Stored data:
————

fn tokenize(statement: &str) -> Result<Vec<Token>, AdapterError> {
    let mut tokens = Vec::new();
    let mut chars = statement.chars().peekable();

    while let Some(&c) = chars.peek() {
        match c {
            c if c.is_whitespace() => {
                chars.next();
            }
            '\'' => {
                chars.next();
                let mut text = String::new();
                loop {
                    match chars.next() {
                        Some('\'') => break,
                        Some(ch) => text.push(ch),
                        None => {
                            return Err(AdapterError::validation(
                                "unterminated string literal in statement",
                            ));
                        }
                    }
                }
                tokens.push(Token::Str(text));
            }
            '"' => {
                // Double-quoted table/column names are plain identifiers.
                chars.next();
                let mut text = String::new();
                loop {
                    match chars.next() {
                        Some('"') => break,
                        Some(ch) => text.push(ch),
                        None => {
                            return Err(AdapterError::validation(
                                "unterminated quoted identifier in statement",
                            ));
                        }
                    }
                }
                tokens.push(Token::Word(text));
            }
            '?' => {
                chars.next();
                tokens.push(Token::Param);
            }
            '<' => {
                chars.next();
                match chars.peek() {
                    Some('=') => {
                        chars.next();
                        tokens.push(Token::Op("<="));
                    }
                    Some('>') => {
                        chars.next();
                        tokens.push(Token::Op("<>"));
                    }
                    _ => tokens.push(Token::Symbol('<')),
                }
            }
            '>' => {
                chars.next();
                if chars.peek() == Some(&'=') {
                    chars.next();
                    tokens.push(Token::Op(">="));
                } else {
                    tokens.push(Token::Symbol('>'));
                }
            }
            '=' | ',' | '(' | ')' | '{' | '}' | ':' | '*' | '.' => {
                chars.next();
                tokens.push(Token::Symbol(c));
            }
            c if c.is_ascii_digit() || c == '-' => {
                chars.next();
                let mut text = String::from(c);
                while let Some(&d) = chars.peek() {
                    if d.is_ascii_digit() || d == '.' || d == 'e' || d == 'E' || d == '+' {
                        text.push(d);
                        chars.next();
                    } else {
                        break;
                    }
                }
                tokens.push(Token::Num(text));
            }
            c if c.is_ascii_alphabetic() || c == '_' => {
                chars.next();
                let mut text = String::from(c);
                while let Some(&d) = chars.peek() {
                    if d.is_ascii_alphanumeric() || d == '_' || d == '-' {
                        text.push(d);
                        chars.next();
                    } else {
                        break;
                    }
                }
                tokens.push(Token::Word(text));
            }
            other => {
                return Err(AdapterError::validation(format!(
                    "unexpected character '{other}' in statement"
                )));
            }
        }
    }

    Ok(tokens)
}

struct Cursor<'a> {
    tokens: &'a [Token],
    pos: usize,
    params: &'a mut std::vec::IntoIter<AttributeValue>,
}

impl Cursor<'_> {
    fn peek(&self) -> Option<&Token> {
        self.tokens.get(self.pos)
    }

    fn next(&mut self) -> Option<&Token> {
        let token = self.tokens.get(self.pos);
        self.pos += 1;
        token
    }

    fn peek_keyword(&self) -> Option<String> {
        match self.peek() {
            Some(Token::Word(w)) => Some(w.to_ascii_uppercase()),
            _ => None,
        }
    }

    fn expect_keyword(&mut self, keyword: &str) -> Result<(), AdapterError> {
        match self.next() {
            Some(Token::Word(w)) if w.eq_ignore_ascii_case(keyword) => Ok(()),
            other => Err(AdapterError::validation(format!(
                "expected {keyword}, found {other:?}"
            ))),
        }
    }

    fn expect_symbol(&mut self, symbol: char) -> Result<(), AdapterError> {
        match self.next() {
            Some(Token::Symbol(c)) if *c == symbol => Ok(()),
            other => Err(AdapterError::validation(format!(
                "expected '{symbol}', found {other:?}"
            ))),
        }
    }

    fn expect_identifier(&mut self) -> Result<String, AdapterError> {
        match self.next() {
            Some(Token::Word(w)) => Ok(w.clone()),
            other => Err(AdapterError::validation(format!(
                "expected an identifier, found {other:?}"
            ))),
        }
    }

    fn keyword_matches(&self, keyword: &str) -> bool {
        matches!(self.peek(), Some(Token::Word(w)) if w.eq_ignore_ascii_case(keyword))
    }

    /// A value position: `?`, a string literal, or a number.
    fn expect_value(&mut self) -> Result<AttributeValue, AdapterError> {
        match self.next().cloned() {
            Some(Token::Param) => self.params.next().ok_or_else(|| {
                AdapterError::validation("statement has more '?' markers than Parameters")
            }),
            Some(Token::Str(s)) => Ok(AttributeValue::S(s)),
            Some(Token::Num(n)) => Ok(AttributeValue::N(n)),
            Some(Token::Word(w)) if w.eq_ignore_ascii_case("true") => {
                Ok(AttributeValue::Bool(true))
            }
            Some(Token::Word(w)) if w.eq_ignore_ascii_case("false") => {
                Ok(AttributeValue::Bool(false))
            }
            other => Err(AdapterError::validation(format!(
                "expected a value, found {other:?}"
            ))),
        }
    }

    fn at_end(&self) -> bool {
        self.pos >= self.tokens.len()
    }
}

/// One `col op value` condition from a WHERE clause.
struct Condition {
    column: String,
    op: &'static str,
    value: AttributeValue,
}

fn parse_where(cursor: &mut Cursor<'_>) -> Result<Vec<Condition>, AdapterError> {
    cursor.expect_keyword("WHERE")?;
    let mut conditions = Vec::new();
    loop {
        let column = cursor.expect_identifier()?;
        let op = match cursor.next() {
            Some(Token::Symbol('=')) => "=",
            Some(Token::Symbol('<')) => "<",
            Some(Token::Symbol('>')) => ">",
            Some(Token::Op(op)) => *op,
            other => {
                return Err(AdapterError::validation(format!(
                    "expected a comparator, found {other:?}"
                )));
            }
        };
        let value = cursor.expect_value()?;
        conditions.push(Condition { column, op, value });

        if cursor.keyword_matches("AND") {
            cursor.next();
        } else {
            break;
        }
    }
    Ok(conditions)
}

/// WHERE equalities become a primary-key item for UPDATE/DELETE.
fn conditions_to_key(conditions: Vec<Condition>) -> Result<Item, AdapterError> {
    let mut key = Item::new();
    for condition in conditions {
        if condition.op != "=" {
            return Err(AdapterError::validation(
                "UPDATE and DELETE statements support only equality conditions",
            ));
        }
        key.insert(condition.column, condition.value);
    }
    Ok(key)
}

————

Instructions to follow: Each record above has to be printed again, word for word.

Response area:
fn tokenize(statement: &str) -> Result<Vec<Token>, AdapterError> {
    let mut tokens = Vec::new();
    let mut chars = statement.chars().peekable();

    while let Some(&c) = chars.peek() {
        match c {
            c if c.is_whitespace() => {
                chars.next();
            }
            '\'' => {
                chars.next();
                let mut text = String::new();
                loop {
                    match chars.next() {
                        Some('\'') => break,
                        Some(ch) => text.push(ch),
                        None => {
                            return Err(AdapterError::validation(
                                "unterminated string literal in statement",
                            ));
                        }
                    }
                }
                tokens.push(Token::Str(text));
            }
            '"' => {
                // Double-quoted table/column names are plain identifiers.
                chars.next();
                let mut text = String::new();
                loop {
                    match chars.next() {
                        Some('"') => break,
                        Some(ch) => text.push(ch),
                        None => {
                            return Err(AdapterError::validation(
                                "unterminated quoted identifier in statement",
                            ));
                        }
                    }
                }
                tokens.push(Token::Word(text));
            }
            '?' => {
                chars.next();
                tokens.push(Token::Param);
            }
            '<' => {
                chars.next();
                match chars.peek() {
                    Some('=') => {
                        chars.next();
                        tokens.push(Token::Op("<="));
                    }
                    Some('>') => {
                        chars.next();
                        tokens.push(Token::Op("<>"));
                    }
                    _ => tokens.push(Token::Symbol('<')),
                }
            }
            '>' => {
                chars.next();
                if chars.peek() == Some(&'=') {
                    chars.next();
                    tokens.push(Token::Op(">="));
                } else {
                    tokens.push(Token::Symbol('>'));
                }
            }
            '=' | ',' | '(' | ')' | '{' | '}' | ':' | '*' | '.' => {
                chars.next();
                tokens.push(Token::Symbol(c));
            }
            c if c.is_ascii_digit() || c == '-' => {
                chars.next();
                let mut text = String::from(c);
                while let Some(&d) = chars.peek() {
                    if d.is_ascii_digit() || d == '.' || d == 'e' || d == 'E' || d == '+' {
                        text.push(d);
                        chars.next();
                    } else {
                        break;
                    }
                }
                tokens.push(Token::Num(text));
            }
            c if c.is_ascii_alphabetic() || c == '_' => {
                chars.next();
                let mut text = String::from(c);
                while let Some(&d) = chars.peek() {
                    if d.is_ascii_alphanumeric() || d == '_' || d == '-' {
                        text.push(d);
                        chars.next();
                    } else {
                        break;
                    }
                }
                tokens.push(Token::Word(text));
            }
            other => {
                return Err(AdapterError::validation(format!(
                    "unexpected character '{other}' in statement"
                )));
            }
        }
    }

    Ok(tokens)
}

struct Cursor<'a> {
    tokens: &'a [Token],
    pos: usize,
    params: &'a mut std::vec::IntoIter<AttributeValue>,
}

impl Cursor<'_> {
    fn peek(&self) -> Option<&Token> {
        self.tokens.get(self.pos)
    }

    fn next(&mut self) -> Option<&Token> {
        let token = self.tokens.get(self.pos);
        self.pos += 1;
        token
    }

    fn peek_keyword(&self) -> Option<String> {
        match self.peek() {
            Some(Token::Word(w)) => Some(w.to_ascii_uppercase()),
            _ => None,
        }
    }

    fn expect_keyword(&mut self, keyword: &str) -> Result<(), AdapterError> {
        match self.next() {
            Some(Token::Word(w)) if w.eq_ignore_ascii_case(keyword) => Ok(()),
            other => Err(AdapterError::validation(format!(
                "expected {keyword}, found {other:?}"
            ))),
        }
    }

    fn expect_symbol(&mut self, symbol: char) -> Result<(), AdapterError> {
        match self.next() {
            Some(Token::Symbol(c)) if *c == symbol => Ok(()),
            other => Err(AdapterError::validation(format!(
                "expected '{symbol}', found {other:?}"
            ))),
        }
    }

    fn expect_identifier(&mut self) -> Result<String, AdapterError> {
        match self.next() {
            Some(Token::Word(w)) => Ok(w.clone()),
            other => Err(AdapterError::validation(format!(
                "expected an identifier, found {other:?}"
            ))),
        }
    }

    fn keyword_matches(&self, keyword: &str) -> bool {
        matches!(self.peek(), Some(Token::Word(w)) if w.eq_ignore_ascii_case(keyword))
    }

    /// A value position: `?`, a string literal, or a number.
    fn expect_value(&mut self) -> Result<AttributeValue, AdapterError> {
        match self.next().cloned() {
            Some(Token::Param) => self.params.next().ok_or_else(|| {
                AdapterError::validation("statement has more '?' markers than Parameters")
            }),
            Some(Token::Str(s)) => Ok(AttributeValue::S(s)),
            Some(Token::Num(n)) => Ok(AttributeValue::N(n)),
            Some(Token::Word(w)) if w.eq_ignore_ascii_case("true") => {
                Ok(AttributeValue::Bool(true))
            }
            Some(Token::Word(w)) if w.eq_ignore_ascii_case("false") => {
                Ok(AttributeValue::Bool(false))
            }
            other => Err(AdapterError::validation(format!(
                "expected a value, found {other:?}"
            ))),
        }
    }

    fn at_end(&self) -> bool {
        self.pos >= self.tokens.len()
    }
}

/// One `col op value` condition from a WHERE clause.
struct Condition {
    column: String,
    op: &'static str,
    value: AttributeValue,
}

fn parse_where(cursor: &mut Cursor<'_>) -> Result<Vec<Condition>, AdapterError> {
    cursor.expect_keyword("WHERE")?;
    let mut conditions = Vec::new();
    loop {
        let column = cursor.expect_identifier()?;
        let op = match cursor.next() {
            Some(Token::Symbol('=')) => "=",
            Some(Token::Symbol('<')) => "<",
            Some(Token::Symbol('>')) => ">",
            Some(Token::Op(op)) => *op,
            other => {
                return Err(AdapterError::validation(format!(
                    "expected a comparator, found {other:?}"
                )));
            }
        };
        let value = cursor.expect_value()?;
        conditions.push(Condition { column, op, value });

        if cursor.keyword_matches("AND") {
            cursor.next();
        } else {
            break;
        }
    }
    Ok(conditions)
}

/// WHERE equalities become a primary-key item for UPDATE/DELETE.
fn conditions_to_key(conditions: Vec<Condition>) -> Result<Item, AdapterError> {
    let mut key = Item::new();
    for condition in conditions {
        if condition.op != "=" {
            return Err(AdapterError::validation(
                "UPDATE and DELETE statements support only equality conditions",
            ));
        }
        key.insert(condition.column, condition.value);
    }
    Ok(key)
}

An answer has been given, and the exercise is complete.